WHAT THE TASK REQUIRES >> Examine the records below and count how many lines contain the string "None". Give only the number.

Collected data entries
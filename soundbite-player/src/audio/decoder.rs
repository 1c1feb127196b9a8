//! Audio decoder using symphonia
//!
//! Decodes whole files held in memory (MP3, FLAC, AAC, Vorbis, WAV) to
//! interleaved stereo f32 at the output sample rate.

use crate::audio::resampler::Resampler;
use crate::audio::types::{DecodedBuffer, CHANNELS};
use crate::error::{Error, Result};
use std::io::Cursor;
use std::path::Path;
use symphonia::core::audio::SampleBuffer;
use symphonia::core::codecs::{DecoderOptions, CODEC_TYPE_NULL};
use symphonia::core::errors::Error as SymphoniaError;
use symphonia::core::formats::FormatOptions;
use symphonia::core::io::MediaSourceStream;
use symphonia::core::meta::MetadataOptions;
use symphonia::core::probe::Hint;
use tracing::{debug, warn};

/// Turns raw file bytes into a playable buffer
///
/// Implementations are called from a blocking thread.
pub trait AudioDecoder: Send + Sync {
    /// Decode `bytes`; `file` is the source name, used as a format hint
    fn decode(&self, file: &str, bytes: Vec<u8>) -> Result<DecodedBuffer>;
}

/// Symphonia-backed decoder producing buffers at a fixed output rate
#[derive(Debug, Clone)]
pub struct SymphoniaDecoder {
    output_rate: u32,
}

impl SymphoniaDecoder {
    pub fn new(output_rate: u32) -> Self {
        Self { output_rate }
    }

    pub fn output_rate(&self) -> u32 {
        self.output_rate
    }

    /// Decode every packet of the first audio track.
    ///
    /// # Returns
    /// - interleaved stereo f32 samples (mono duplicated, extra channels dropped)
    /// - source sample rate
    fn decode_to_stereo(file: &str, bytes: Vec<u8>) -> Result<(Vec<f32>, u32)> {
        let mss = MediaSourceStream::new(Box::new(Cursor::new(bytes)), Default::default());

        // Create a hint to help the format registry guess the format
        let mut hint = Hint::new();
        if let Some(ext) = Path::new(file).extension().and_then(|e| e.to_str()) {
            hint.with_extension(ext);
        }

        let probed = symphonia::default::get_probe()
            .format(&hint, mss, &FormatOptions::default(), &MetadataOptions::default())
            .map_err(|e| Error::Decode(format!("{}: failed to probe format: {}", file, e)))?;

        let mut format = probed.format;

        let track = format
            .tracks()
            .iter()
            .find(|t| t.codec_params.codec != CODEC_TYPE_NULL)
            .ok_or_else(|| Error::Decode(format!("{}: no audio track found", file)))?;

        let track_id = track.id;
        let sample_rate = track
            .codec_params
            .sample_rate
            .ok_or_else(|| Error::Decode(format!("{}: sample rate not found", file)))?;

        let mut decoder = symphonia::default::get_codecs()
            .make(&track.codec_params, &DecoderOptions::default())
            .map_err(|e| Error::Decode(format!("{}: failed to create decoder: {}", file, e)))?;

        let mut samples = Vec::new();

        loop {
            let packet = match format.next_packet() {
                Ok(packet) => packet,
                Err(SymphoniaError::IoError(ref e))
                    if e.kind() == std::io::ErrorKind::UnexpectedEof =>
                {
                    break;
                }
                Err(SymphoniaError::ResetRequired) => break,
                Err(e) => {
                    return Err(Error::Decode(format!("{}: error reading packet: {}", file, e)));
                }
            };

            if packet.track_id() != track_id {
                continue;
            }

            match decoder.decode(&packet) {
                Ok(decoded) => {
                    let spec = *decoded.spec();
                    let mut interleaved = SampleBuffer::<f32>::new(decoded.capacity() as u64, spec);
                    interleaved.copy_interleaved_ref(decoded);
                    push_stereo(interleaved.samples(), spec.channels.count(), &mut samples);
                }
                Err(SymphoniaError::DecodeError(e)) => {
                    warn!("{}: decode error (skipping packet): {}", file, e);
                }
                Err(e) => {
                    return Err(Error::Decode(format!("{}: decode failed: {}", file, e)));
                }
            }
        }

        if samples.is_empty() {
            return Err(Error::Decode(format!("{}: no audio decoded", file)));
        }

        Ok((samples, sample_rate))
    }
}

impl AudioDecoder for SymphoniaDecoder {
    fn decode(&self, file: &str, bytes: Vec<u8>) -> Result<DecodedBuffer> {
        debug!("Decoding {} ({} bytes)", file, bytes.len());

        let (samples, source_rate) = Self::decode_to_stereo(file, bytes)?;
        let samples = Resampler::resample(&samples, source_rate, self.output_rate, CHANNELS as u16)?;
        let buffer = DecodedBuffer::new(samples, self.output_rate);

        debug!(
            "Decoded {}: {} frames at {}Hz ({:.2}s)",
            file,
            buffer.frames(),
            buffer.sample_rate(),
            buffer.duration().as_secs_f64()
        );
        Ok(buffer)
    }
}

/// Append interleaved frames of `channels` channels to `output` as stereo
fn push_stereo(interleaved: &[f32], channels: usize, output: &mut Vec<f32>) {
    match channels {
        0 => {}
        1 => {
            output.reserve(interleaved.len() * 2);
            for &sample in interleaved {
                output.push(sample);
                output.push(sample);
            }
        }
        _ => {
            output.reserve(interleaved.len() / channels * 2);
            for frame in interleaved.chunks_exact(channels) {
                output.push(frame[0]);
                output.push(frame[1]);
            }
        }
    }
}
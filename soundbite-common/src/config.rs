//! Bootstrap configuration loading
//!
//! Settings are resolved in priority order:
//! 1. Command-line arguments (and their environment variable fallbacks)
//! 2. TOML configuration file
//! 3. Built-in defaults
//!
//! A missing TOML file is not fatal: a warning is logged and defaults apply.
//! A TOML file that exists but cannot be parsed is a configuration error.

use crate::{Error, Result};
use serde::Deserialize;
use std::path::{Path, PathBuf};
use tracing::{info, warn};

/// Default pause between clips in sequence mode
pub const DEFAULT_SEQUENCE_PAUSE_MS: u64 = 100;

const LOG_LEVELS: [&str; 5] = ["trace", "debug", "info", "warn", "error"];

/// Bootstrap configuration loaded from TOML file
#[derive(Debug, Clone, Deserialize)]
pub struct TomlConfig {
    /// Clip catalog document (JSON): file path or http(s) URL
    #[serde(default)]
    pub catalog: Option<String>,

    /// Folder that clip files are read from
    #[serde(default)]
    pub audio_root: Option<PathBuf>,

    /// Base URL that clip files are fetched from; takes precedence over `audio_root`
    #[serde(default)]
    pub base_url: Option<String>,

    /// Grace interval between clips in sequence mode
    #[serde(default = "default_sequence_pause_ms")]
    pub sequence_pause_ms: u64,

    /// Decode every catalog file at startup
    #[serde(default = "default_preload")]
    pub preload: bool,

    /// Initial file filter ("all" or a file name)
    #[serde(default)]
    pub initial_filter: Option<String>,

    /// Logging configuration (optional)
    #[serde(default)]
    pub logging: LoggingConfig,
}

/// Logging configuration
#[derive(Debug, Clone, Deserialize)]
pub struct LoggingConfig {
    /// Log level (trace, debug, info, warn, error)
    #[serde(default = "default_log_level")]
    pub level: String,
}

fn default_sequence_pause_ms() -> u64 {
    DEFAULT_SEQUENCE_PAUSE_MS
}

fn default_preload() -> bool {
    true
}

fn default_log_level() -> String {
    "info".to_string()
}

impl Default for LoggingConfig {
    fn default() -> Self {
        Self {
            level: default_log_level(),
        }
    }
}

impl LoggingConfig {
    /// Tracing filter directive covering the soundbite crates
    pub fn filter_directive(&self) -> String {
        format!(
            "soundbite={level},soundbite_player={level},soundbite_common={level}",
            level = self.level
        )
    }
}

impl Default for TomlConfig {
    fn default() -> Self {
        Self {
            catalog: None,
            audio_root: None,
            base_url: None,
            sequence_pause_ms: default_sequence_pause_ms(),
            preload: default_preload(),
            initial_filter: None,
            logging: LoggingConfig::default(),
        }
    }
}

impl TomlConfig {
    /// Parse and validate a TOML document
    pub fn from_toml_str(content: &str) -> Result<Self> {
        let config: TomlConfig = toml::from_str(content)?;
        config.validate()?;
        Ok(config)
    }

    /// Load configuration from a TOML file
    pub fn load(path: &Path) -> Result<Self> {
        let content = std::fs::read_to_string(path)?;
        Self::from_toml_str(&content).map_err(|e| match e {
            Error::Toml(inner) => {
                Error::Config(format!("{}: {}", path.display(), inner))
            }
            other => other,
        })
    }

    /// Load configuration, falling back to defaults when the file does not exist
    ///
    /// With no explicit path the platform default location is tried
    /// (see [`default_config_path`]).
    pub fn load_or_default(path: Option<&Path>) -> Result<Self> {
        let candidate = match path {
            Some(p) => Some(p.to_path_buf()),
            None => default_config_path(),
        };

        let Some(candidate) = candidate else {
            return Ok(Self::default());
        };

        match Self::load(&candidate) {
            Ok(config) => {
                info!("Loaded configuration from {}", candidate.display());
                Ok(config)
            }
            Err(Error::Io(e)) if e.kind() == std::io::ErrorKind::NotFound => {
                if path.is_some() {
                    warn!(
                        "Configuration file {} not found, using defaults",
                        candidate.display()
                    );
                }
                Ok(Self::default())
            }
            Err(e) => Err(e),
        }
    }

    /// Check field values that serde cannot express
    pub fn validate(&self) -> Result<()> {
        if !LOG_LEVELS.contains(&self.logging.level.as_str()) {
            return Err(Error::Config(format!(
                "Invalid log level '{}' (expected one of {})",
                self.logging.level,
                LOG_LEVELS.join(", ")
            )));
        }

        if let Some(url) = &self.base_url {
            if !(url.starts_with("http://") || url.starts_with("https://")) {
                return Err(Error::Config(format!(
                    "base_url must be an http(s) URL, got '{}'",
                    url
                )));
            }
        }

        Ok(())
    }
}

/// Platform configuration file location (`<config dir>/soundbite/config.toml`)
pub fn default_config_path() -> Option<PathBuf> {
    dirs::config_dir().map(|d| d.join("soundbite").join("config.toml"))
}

---

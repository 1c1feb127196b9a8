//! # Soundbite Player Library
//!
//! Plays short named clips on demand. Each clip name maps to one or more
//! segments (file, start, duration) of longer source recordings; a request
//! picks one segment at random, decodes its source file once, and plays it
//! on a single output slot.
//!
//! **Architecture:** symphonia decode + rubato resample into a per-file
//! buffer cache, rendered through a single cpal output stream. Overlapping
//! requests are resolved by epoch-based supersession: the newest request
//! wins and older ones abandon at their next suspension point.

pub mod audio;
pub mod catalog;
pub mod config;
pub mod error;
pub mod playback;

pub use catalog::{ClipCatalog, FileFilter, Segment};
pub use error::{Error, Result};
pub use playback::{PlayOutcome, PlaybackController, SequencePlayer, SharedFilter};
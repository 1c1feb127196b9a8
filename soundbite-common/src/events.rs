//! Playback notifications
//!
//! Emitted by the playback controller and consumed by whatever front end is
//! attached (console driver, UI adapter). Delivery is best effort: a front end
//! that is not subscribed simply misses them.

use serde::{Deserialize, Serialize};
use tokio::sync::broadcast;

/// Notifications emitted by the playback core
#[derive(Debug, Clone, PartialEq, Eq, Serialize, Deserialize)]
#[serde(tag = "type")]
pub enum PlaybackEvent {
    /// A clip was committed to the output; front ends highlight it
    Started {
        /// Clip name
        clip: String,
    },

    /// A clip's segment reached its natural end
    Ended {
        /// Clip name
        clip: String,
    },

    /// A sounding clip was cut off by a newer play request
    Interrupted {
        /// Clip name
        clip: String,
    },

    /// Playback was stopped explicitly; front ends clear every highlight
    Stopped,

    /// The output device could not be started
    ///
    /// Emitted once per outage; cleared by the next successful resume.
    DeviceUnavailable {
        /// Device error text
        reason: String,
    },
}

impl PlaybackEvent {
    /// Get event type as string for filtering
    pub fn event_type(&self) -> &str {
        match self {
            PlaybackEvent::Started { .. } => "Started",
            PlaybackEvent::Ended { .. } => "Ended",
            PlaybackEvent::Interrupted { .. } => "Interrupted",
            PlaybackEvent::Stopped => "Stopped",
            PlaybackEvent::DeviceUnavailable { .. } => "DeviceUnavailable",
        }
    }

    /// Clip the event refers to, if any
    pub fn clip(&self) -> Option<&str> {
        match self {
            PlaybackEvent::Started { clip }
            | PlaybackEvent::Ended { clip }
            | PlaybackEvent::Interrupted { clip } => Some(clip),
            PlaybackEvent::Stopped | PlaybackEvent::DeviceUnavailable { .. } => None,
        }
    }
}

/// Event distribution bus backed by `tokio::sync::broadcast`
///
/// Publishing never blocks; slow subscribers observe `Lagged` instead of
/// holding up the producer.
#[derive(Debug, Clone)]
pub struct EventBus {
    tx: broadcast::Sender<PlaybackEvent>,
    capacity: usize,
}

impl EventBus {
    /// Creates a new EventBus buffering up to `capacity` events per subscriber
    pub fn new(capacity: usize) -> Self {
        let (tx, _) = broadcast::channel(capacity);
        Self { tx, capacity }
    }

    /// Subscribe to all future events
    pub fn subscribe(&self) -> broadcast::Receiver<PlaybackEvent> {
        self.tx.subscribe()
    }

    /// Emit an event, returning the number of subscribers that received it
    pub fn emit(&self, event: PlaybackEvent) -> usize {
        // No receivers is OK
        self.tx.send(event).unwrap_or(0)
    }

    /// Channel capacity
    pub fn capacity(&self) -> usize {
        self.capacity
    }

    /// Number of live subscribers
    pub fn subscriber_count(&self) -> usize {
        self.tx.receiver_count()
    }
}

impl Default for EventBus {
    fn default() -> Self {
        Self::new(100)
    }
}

...

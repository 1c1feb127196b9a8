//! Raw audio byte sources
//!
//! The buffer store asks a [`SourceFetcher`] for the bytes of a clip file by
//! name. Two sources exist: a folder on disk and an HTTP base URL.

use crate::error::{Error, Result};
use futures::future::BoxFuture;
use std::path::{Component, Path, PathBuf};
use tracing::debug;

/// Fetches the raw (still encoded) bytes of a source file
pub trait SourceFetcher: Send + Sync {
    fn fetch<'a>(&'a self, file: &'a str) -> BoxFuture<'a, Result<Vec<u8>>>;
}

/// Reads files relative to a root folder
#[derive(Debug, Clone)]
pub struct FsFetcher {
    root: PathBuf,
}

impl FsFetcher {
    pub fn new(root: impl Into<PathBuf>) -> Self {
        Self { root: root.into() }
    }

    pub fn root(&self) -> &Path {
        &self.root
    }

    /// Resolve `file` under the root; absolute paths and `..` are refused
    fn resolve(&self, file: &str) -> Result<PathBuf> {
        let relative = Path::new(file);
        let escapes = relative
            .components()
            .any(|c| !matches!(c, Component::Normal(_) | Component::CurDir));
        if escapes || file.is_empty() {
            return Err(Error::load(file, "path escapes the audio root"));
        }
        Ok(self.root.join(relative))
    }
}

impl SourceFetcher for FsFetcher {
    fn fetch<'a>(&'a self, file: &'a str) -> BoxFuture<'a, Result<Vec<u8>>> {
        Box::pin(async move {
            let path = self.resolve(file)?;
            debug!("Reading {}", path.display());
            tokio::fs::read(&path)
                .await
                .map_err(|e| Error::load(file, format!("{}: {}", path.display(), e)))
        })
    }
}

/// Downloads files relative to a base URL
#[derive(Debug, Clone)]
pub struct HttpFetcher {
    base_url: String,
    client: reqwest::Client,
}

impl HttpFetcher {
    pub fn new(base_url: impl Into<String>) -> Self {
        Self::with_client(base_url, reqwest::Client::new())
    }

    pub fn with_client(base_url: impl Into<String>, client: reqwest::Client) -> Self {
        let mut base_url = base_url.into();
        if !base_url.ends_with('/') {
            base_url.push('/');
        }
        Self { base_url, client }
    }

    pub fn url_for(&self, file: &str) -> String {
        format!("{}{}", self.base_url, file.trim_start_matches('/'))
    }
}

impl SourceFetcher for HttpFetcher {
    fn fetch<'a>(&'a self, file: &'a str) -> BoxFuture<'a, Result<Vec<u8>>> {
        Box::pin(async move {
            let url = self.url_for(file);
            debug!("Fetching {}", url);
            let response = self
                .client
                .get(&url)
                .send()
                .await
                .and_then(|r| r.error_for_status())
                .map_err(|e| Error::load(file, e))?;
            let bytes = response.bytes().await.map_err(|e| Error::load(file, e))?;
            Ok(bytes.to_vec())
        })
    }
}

OUTPUT FOR THIS TASK >> 6